Brian Well, they do. Actually, that’s a myth. It’s very rare to have famous people. And sometimes those are just fantasies or projections. But when you’re really doing regressions seriously, from the deeper level, you don’t find that. That’s a myth, that they were famous people. You find slaves, servants, this kinds of thing, overwhelmingly so.
Dawn I have had done past life regression therapy in a group and I did recall a past life, which was famous, I was a former prince in London. I recognized people in my current lifetime that were in that lifetime.

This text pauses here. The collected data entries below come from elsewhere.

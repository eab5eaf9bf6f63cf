//! Error types for Acadex services
//!
//! Provides:
//! - Distinct error types for different failure modes
//! - HTTP status code mapping
//! - Structured `{"detail": ..., "code": ...}` error bodies
//! - Classification of storage errors (unique violations become conflicts)

use axum::{
    extract::rejection::{JsonRejection, PathRejection},
    http::StatusCode,
    response::{IntoResponse, Response},
    Json,
};
use sea_orm::{DbErr, SqlErr};
use serde::{Deserialize, Serialize};
use thiserror::Error;

/// Result type alias using AppError
pub type Result<T> = std::result::Result<T, AppError>;

/// Error codes for machine-readable error identification
#[derive(Debug, Clone, Copy, Serialize, Deserialize, PartialEq, Eq)]
#[serde(rename_all = "SCREAMING_SNAKE_CASE")]
pub enum ErrorCode {
    // Validation errors (1xxx)
    ValidationError,
    MalformedInput,

    // Resource errors (4xxx)
    NotFound,

    // Conflict errors (5xxx)
    Conflict,

    // Database errors (7xxx)
    DatabaseError,
    ConnectionError,

    // Internal errors (9xxx)
    InternalError,
}

impl ErrorCode {
    /// Get the numeric code for this error
    pub fn as_code(&self) -> u16 {
        match self {
            ErrorCode::ValidationError => 1001,
            ErrorCode::MalformedInput => 1002,

            ErrorCode::NotFound => 4001,

            ErrorCode::Conflict => 5001,

            ErrorCode::DatabaseError => 7001,
            ErrorCode::ConnectionError => 7002,

            ErrorCode::InternalError => 9001,
        }
    }
}

/// Application error types
#[derive(Error, Debug)]
pub enum AppError {
    // Validation errors
    #[error("Validation failed: {message}")]
    Validation {
        message: String,
        field: Option<String>,
    },

    #[error("Malformed {file}: {message}")]
    MalformedInput { file: String, message: String },

    // Resource errors
    #[error("{resource} not found")]
    NotFound { resource: String },

    // Conflict errors
    #[error("Conflict: {message}")]
    Conflict { message: String },

    // Database errors
    #[error("Database error: {0}")]
    Database(DbErr),

    #[error("Database connection error: {message}")]
    DatabaseConnection { message: String },

    // Internal errors
    #[error("Internal server error: {message}")]
    Internal { message: String },
}

impl AppError {
    /// Shorthand for a missing referenced entity
    pub fn not_found(resource: impl Into<String>) -> Self {
        AppError::NotFound {
            resource: resource.into(),
        }
    }

    /// Get the error code for this error
    pub fn code(&self) -> ErrorCode {
        match self {
            AppError::Validation { .. } => ErrorCode::ValidationError,
            AppError::MalformedInput { .. } => ErrorCode::MalformedInput,
            AppError::NotFound { .. } => ErrorCode::NotFound,
            AppError::Conflict { .. } => ErrorCode::Conflict,
            AppError::Database(_) => ErrorCode::DatabaseError,
            AppError::DatabaseConnection { .. } => ErrorCode::ConnectionError,
            AppError::Internal { .. } => ErrorCode::InternalError,
        }
    }

    /// Get the HTTP status code for this error
    pub fn status_code(&self) -> StatusCode {
        match self {
            // 400 Bad Request
            AppError::Validation { .. } |
            AppError::MalformedInput { .. } => StatusCode::BAD_REQUEST,

            // 404 Not Found
            AppError::NotFound { .. } => StatusCode::NOT_FOUND,

            // 409 Conflict
            AppError::Conflict { .. } => StatusCode::CONFLICT,

            // 500 Internal Server Error
            AppError::Database(_) |
            AppError::Internal { .. } => StatusCode::INTERNAL_SERVER_ERROR,

            // 503 Service Unavailable
            AppError::DatabaseConnection { .. } => StatusCode::SERVICE_UNAVAILABLE,
        }
    }

    /// Check if this error should be logged at error level
    pub fn is_server_error(&self) -> bool {
        self.status_code().is_server_error()
    }

    /// Check if this error is a client error
    pub fn is_client_error(&self) -> bool {
        self.status_code().is_client_error()
    }
}

impl From<DbErr> for AppError {
    fn from(err: DbErr) -> Self {
        match err.sql_err() {
            Some(SqlErr::UniqueConstraintViolation(message)) => AppError::Conflict { message },
            _ => AppError::Database(err),
        }
    }
}

impl From<std::io::Error> for AppError {
    fn from(err: std::io::Error) -> Self {
        AppError::Internal {
            message: err.to_string()
        }
    }
}

impl From<JsonRejection> for AppError {
    fn from(rejection: JsonRejection) -> Self {
        AppError::Validation {
            message: rejection.body_text(),
            field: None,
        }
    }
}

impl From<PathRejection> for AppError {
    fn from(rejection: PathRejection) -> Self {
        AppError::Validation {
            message: rejection.body_text(),
            field: None,
        }
    }
}

/// Structured error response for API
#[derive(Debug, Serialize, Deserialize)]
pub struct ErrorResponse {
    pub detail: String,
    pub code: ErrorCode,
}

impl IntoResponse for AppError {
    fn into_response(self) -> Response {
        let status = self.status_code();
        let code = self.code();
        let detail = self.to_string();

        // Log based on severity
        if self.is_server_error() {
            tracing::error!(
                error = %detail,
                code = ?code,
                status = status.as_u16(),
                "Server error"
            );
        } else if self.is_client_error() {
            tracing::warn!(
                error = %detail,
                code = ?code,
                status = status.as_u16(),
                "Client error"
            );
        }

        (status, Json(ErrorResponse { detail, code })).into_response()
    }
}

#[cfg(test)]
mod tests {
    use super::*;

    #[test]
    fn test_not_found_message_names_entity() {
        let err = AppError::not_found("Student");
        assert_eq!(err.to_string(), "Student not found");
        assert_eq!(err.code(), ErrorCode::NotFound);
        assert_eq!(err.status_code(), StatusCode::NOT_FOUND);
    }

    #[test]
    fn test_validation_error() {
        let err = AppError::Validation {
            message: "status must not be empty".into(),
            field: Some("status".into()),
        };
        assert_eq!(err.status_code(), StatusCode::BAD_REQUEST);
        assert!(!err.is_server_error());
        assert!(err.is_client_error());
    }

    #[test]
    fn test_conflict_maps_to_409() {
        let err = AppError::Conflict {
            message: "duplicate reg_no".into(),
        };
        assert_eq!(err.status_code(), StatusCode::CONFLICT);
        assert_eq!(err.code().as_code(), 5001);
    }

    #[test]
    fn test_plain_db_error_is_server_error() {
        let err: AppError = DbErr::Custom("boom".into()).into();
        assert!(matches!(err, AppError::Database(_)));
        assert!(err.is_server_error());
    }
}
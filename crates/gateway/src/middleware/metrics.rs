//! Per-request counters and latency

use acadex_common::metrics::RequestMetrics;
use axum::{
    extract::{MatchedPath, Request},
    middleware::Next,
    response::Response,
};

/// Record method, matched route and status for every request.
/// Requests without a matched route are labelled `unmatched`.
pub async fn track_requests(request: Request, next: Next) -> Response {
    let endpoint = request
        .extensions()
        .get::<MatchedPath>()
        .map(|p| p.as_str().to_owned())
        .unwrap_or_else(|| "unmatched".to_owned());

    let metrics = RequestMetrics::start(request.method().as_str(), &endpoint);
    let response = next.run(request).await;
    metrics.finish(response.status().as_u16());

    response
}
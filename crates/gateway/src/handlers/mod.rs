//! API handlers module

pub mod attendance;
pub mod debug;
pub mod health;
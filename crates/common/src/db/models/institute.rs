//! Institute entity - the tenant every other row is scoped to

use sea_orm::entity::prelude::*;
use serde::{Deserialize, Serialize};

#[derive(Clone, Debug, PartialEq, Eq, DeriveEntityModel, Serialize, Deserialize)]
#[sea_orm(table_name = "institutes")]
pub struct Model {
    #[sea_orm(primary_key)]
    pub id: i32,

    pub name: String,

    #[sea_orm(column_type = "Text", nullable)]
    pub logo_url: Option<String>,

    /// Natural key used by blueprint imports
    #[sea_orm(unique)]
    pub code: String,

    #[sea_orm(column_type = "Text", nullable)]
    pub address: Option<String>,

    #[sea_orm(nullable)]
    pub timezone: Option<String>,

    pub created_at: DateTimeWithTimeZone,
}

#[derive(Copy, Clone, Debug, EnumIter, DeriveRelation)]
pub enum Relation {
    #[sea_orm(has_many = "super::user::Entity")]
    Users,
}

impl Related<super::user::Entity> for Entity {
    fn to() -> RelationDef {
        Relation::Users.def()
    }
}

impl ActiveModelBehavior for ActiveModel {}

Brian That can be true. We’ve all been rich, poor, prince. People who actually were Joan of Arc, there are about 20 of them, but I don’t know how those regressions were done. I’ve never found one and I’ve done this with hundreds of thousands of people. I’ve had people who were in royalty or who were very wealthy but not in the numbers you would expect. To be a prince or to be wealthy, in that case, that’s not what I mean by these famous people: the ones where you mention a name and everyone knows them, that’s rare. Sometimes it’s a projection. I had a man who thought he was Napoleon. We were doing a regression and we found in him in the French army, in that time, in the uniform, describing battle strategy. He described the enemies, the colors of the uniforms. It all was accurate but as we looked closer we found he was a corporal in Napoleon’s army. He was there. He could see Napoleon but he certainly wasn’t [Napoleon]. In this life he needs more power and he had just distorted that in his mind a little bit. But when we did the actual deep, intensive work he was close, he was there. So to find a soldier, that’s not so rare. To find Napoleon is rare. Sometimes you get distortions because anything coming up from the memory can be distorted. I can ask you to describe your 10th birthday party or 15th birthday party and you might get 98 percent of it correct. But a little bit might be distorted like, “That year we had it at the skating rink, not in the bowling alley. That was my 11th birthday.” Or something like that. But it doesn’t mean the memory’s not correct.